[Solved] How to do data de-normalization for prediction?

marvin · April 24, 2019, 4:48pm

Hi,

I build & trained a model on top of the tabular learner to predict numerical values and meanwhile, it’s working well with a pretty good degree of accuracy However, my input data are (float) number like so:

id | date | value
3691 2019-04-18 1245.00
3692 2019-04-22 1236.67

Because I use normalization as pre-processor, the resulting target / prediction values are normalized values like so:

target | prediction
7.242891 [7.207101]
7.218499 [7.148138]

How do I convert these predicted values back to my (float) numbers so that I can start using the model in practice?

Details in this gist:

gist.github.com

https://gist.github.com/marvin-hansen/42798c3aaf5a4e945dc4a4b8c88b86f6

Infer.py

# extract validation dataset 
nr_valid = 5
valid_df = data.tail(nr_valid)
# FIXES: Exception: There are nan values in field ... 
# https://forums.fast.ai/t/there-are-nan-values-in-field-but-there-were-none-in-the-training-set/32260
valid_df = valid_df.fillna(0)
# remove validation data before splitting in train & test
data = data.iloc[:-nr_valid]

### Train Model ###

This file has been truncated. show original

prep.py

def prepare(data, split_ratio=0.80, dep_var=""):
  # prepare data 
  train_df, test_df =  prepare_data(data=data, split_ratio=split_ratio)
  # define procs
  procs=[FillMissing, Categorify, Normalize]
  #procs=[FillMissing, Categorify]

  # Create Data bunch
  data = create_data_bunch(train_df, test_df, procs, dep_var)

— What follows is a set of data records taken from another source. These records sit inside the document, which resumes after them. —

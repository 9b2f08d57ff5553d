use std::time::Duration;

use async_trait::async_trait;
use reqwest::Client;
use serde::Serialize;
use tracing::instrument;
use waypoint_core::{CompletionProvider, ServiceError};
use waypoint_settings::CompletionSettings;

/// OpenAI-compatible chat completion endpoint that also takes a `provider` field.
pub struct ChatCompletionProvider {
    client: Client,
    url: String,
    provider: String,
    model: String,
}

#[derive(Serialize)]
struct ChatRequest<'a> {
    provider: &'a str,
    model: &'a str,
    messages: [ChatMessage<'a>; 1],
}

#[derive(Serialize)]
struct ChatMessage<'a> {
    role: &'static str,
    content: &'a str,
}

impl ChatCompletionProvider {
    pub fn new(
        base_url: &str,
        provider: impl Into<String>,
        model: impl Into<String>,
        timeout: Duration,
    ) -> Self {
        let client = Client::builder()
            .timeout(timeout)
            .build()
            .unwrap_or_default();
        Self {
            client,
            url: format!("{}/chat/completions", base_url.trim_end_matches('/')),
            provider: provider.into(),
            model: model.into(),
        }
    }

    pub fn from_settings(settings: &CompletionSettings) -> Self {
        Self::new(
            &settings.base_url,
            settings.provider.clone(),
            settings.model.clone(),
            Duration::from_secs(settings.timeout_secs),
        )
    }
}

#[async_trait]
impl CompletionProvider for ChatCompletionProvider {
    fn name(&self) -> &str {
        &self.provider
    }

    fn model(&self) -> &str {
        &self.model
    }

    #[instrument(skip(self, prompt), fields(model = %self.model))]
    async fn complete(&self, prompt: &str) -> Result<String, ServiceError> {
        let body = ChatRequest {
            provider: &self.provider,
            model: &self.model,
            messages: [ChatMessage {
                role: "user",
                content: prompt,
            }],
        };

        let response = self
            .client
            .post(&self.url)
            .json(&body)
            .send()
            .await
            .map_err(|e| ServiceError::Network(e.to_string()))?;

        let status = response.status();
        if !status.is_success() {
            let body = response.text().await.unwrap_or_default();
            return Err(ServiceError::from_status(status.as_u16(), body));
        }

        let body: serde_json::Value = response
            .json()
            .await
            .map_err(|e| ServiceError::Malformed(e.to_string()))?;
        first_choice_content(&body)
    }
}

/// Extract `choices[0].message.content`.
fn first_choice_content(body: &serde_json::Value) -> Result<String, ServiceError> {
    body.pointer("/choices/0/message/content")
        .and_then(serde_json::Value::as_str)
        .map(str::to_string)
        .ok_or(ServiceError::MissingField("choices[0].message.content"))
}
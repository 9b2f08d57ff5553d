use std::sync::atomic::{AtomicBool, Ordering};

use parking_lot::Mutex;
use serde::Serialize;
use tokio_util::sync::CancellationToken;
use waypoint_core::SessionId;

/// Where a session's refresh loop currently is.
#[derive(Clone, Copy, Debug, PartialEq, Eq, Serialize)]
#[serde(rename_all = "snake_case")]
pub enum Phase {
    Idle,
    Resolving,
    Generating,
    Enriching,
    Delivered,
    Stopped,
}

/// Per-viewer state shared between the socket reader and the refresh loop.
///
/// `reading` is set by the loop after a non-empty delivery and cleared by the
/// viewer's "done reading" message. Once cancelled, a session never becomes
/// live again.
pub struct SessionState {
    id: SessionId,
    reading: AtomicBool,
    phase: Mutex<Phase>,
    cancel: CancellationToken,
}

impl SessionState {
    pub fn new(id: SessionId) -> Self {
        Self {
            id,
            reading: AtomicBool::new(false),
            phase: Mutex::new(Phase::Idle),
            cancel: CancellationToken::new(),
        }
    }

    pub fn id(&self) -> &SessionId {
        &self.id
    }

    pub fn is_reading(&self) -> bool {
        self.reading.load(Ordering::Acquire)
    }

    pub fn set_reading(&self) {
        self.reading.store(true, Ordering::Release);
    }

    /// Viewer finished reading; the next scheduled check starts a new cycle.
    pub fn done_reading(&self) {
        self.reading.store(false, Ordering::Release);
    }

    pub fn is_live(&self) -> bool {
        !self.cancel.is_cancelled()
    }

    /// End the session. Idempotent.
    pub fn close(&self) {
        self.cancel.cancel();
    }

    /// Resolves once the session is closed.
    pub async fn cancelled(&self) {
        self.cancel.cancelled().await
    }

    pub fn token(&self) -> CancellationToken {
        self.cancel.clone()
    }

    pub fn phase(&self) -> Phase {
        *self.phase.lock()
    }

    pub fn set_phase(&self, phase: Phase) {
        *self.phase.lock() = phase;
    }
}

#[cfg(test)]
mod tests {
    use super::*;

    #[test]
    fn reading_flag_toggles() {
        let state = SessionState::new(SessionId::new());
        assert!(!state.is_reading());
        state.set_reading();
        assert!(state.is_reading());
        state.done_reading();
        assert!(!state.is_reading());
        state.done_reading();
        assert!(!state.is_reading());
    }

    #[test]
    fn close_is_terminal() {
        let state = SessionState::new(SessionId::new());
        assert!(state.is_live());
        state.close();
        state.close();
        assert!(!state.is_live());
        assert!(state.token().is_cancelled());
    }

    #[tokio::test]
    async fn cancelled_resolves_after_close() {
        let state = std::sync::Arc::new(SessionState::new(SessionId::new()));
        let waiter = {
            let state = state.clone();
            tokio::spawn(async move { state.cancelled().await })
        };
        state.close();
        waiter.await.unwrap();
    }

    #[test]
    fn phase_serializes_snake_case() {
        let state = SessionState::new(SessionId::new());
        assert_eq!(state.phase(), Phase::Idle);
        state.set_phase(Phase::Generating);
        assert_eq!(serde_json::to_value(state.phase()).unwrap(), "generating");
    }
}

This file has been truncated. show original

Pak · April 24, 2019, 5:21pm

It’s not a matter of normalization. It’s log-ed versions of the predictions (log=True). You can turn it to usual numbers with np.exp(preds)

marvin · April 24, 2019, 6:10pm

Thanks @Pak

that did the trick.

I have another question, it seems my model overfits to some degree because the test data do just fine, but when validating on new data the model has never seen before, the predictions tend to be a lot more off the map.

Any idea how to twek the model to generalize better?

Pak · April 24, 2019, 8:31pm

If I would face such situation, my first thought would be that my validation/test data are some different to new ‘realworld’ data. So I would try to look at these datasets and analyze the difference (and then try do make validation/test and new data more similar)
Or maybe if I’ve tested too much, such as I’ve ‘metaoverfitted’ to my validation data and I need to separate some test dataset for additional validation
The other thought would be to play with (maybe add some more) regularization

But, I don’t have much experience here. I’ve tried only a couple of cases with realworld data with Tabular Models.

marvin · April 25, 2019, 3:53pm

@Pak

that is exactly the crux:

The test / validation set is numerically further away from the train set,
so yes, there is a difference in the data. The elephant, however, is the fairly small dataset so I guess I need a bit more than just regularization and possibly look into data augmentation and cross-validation.

That said, I get a sense to better phase out the tabular learner soon.

Thank you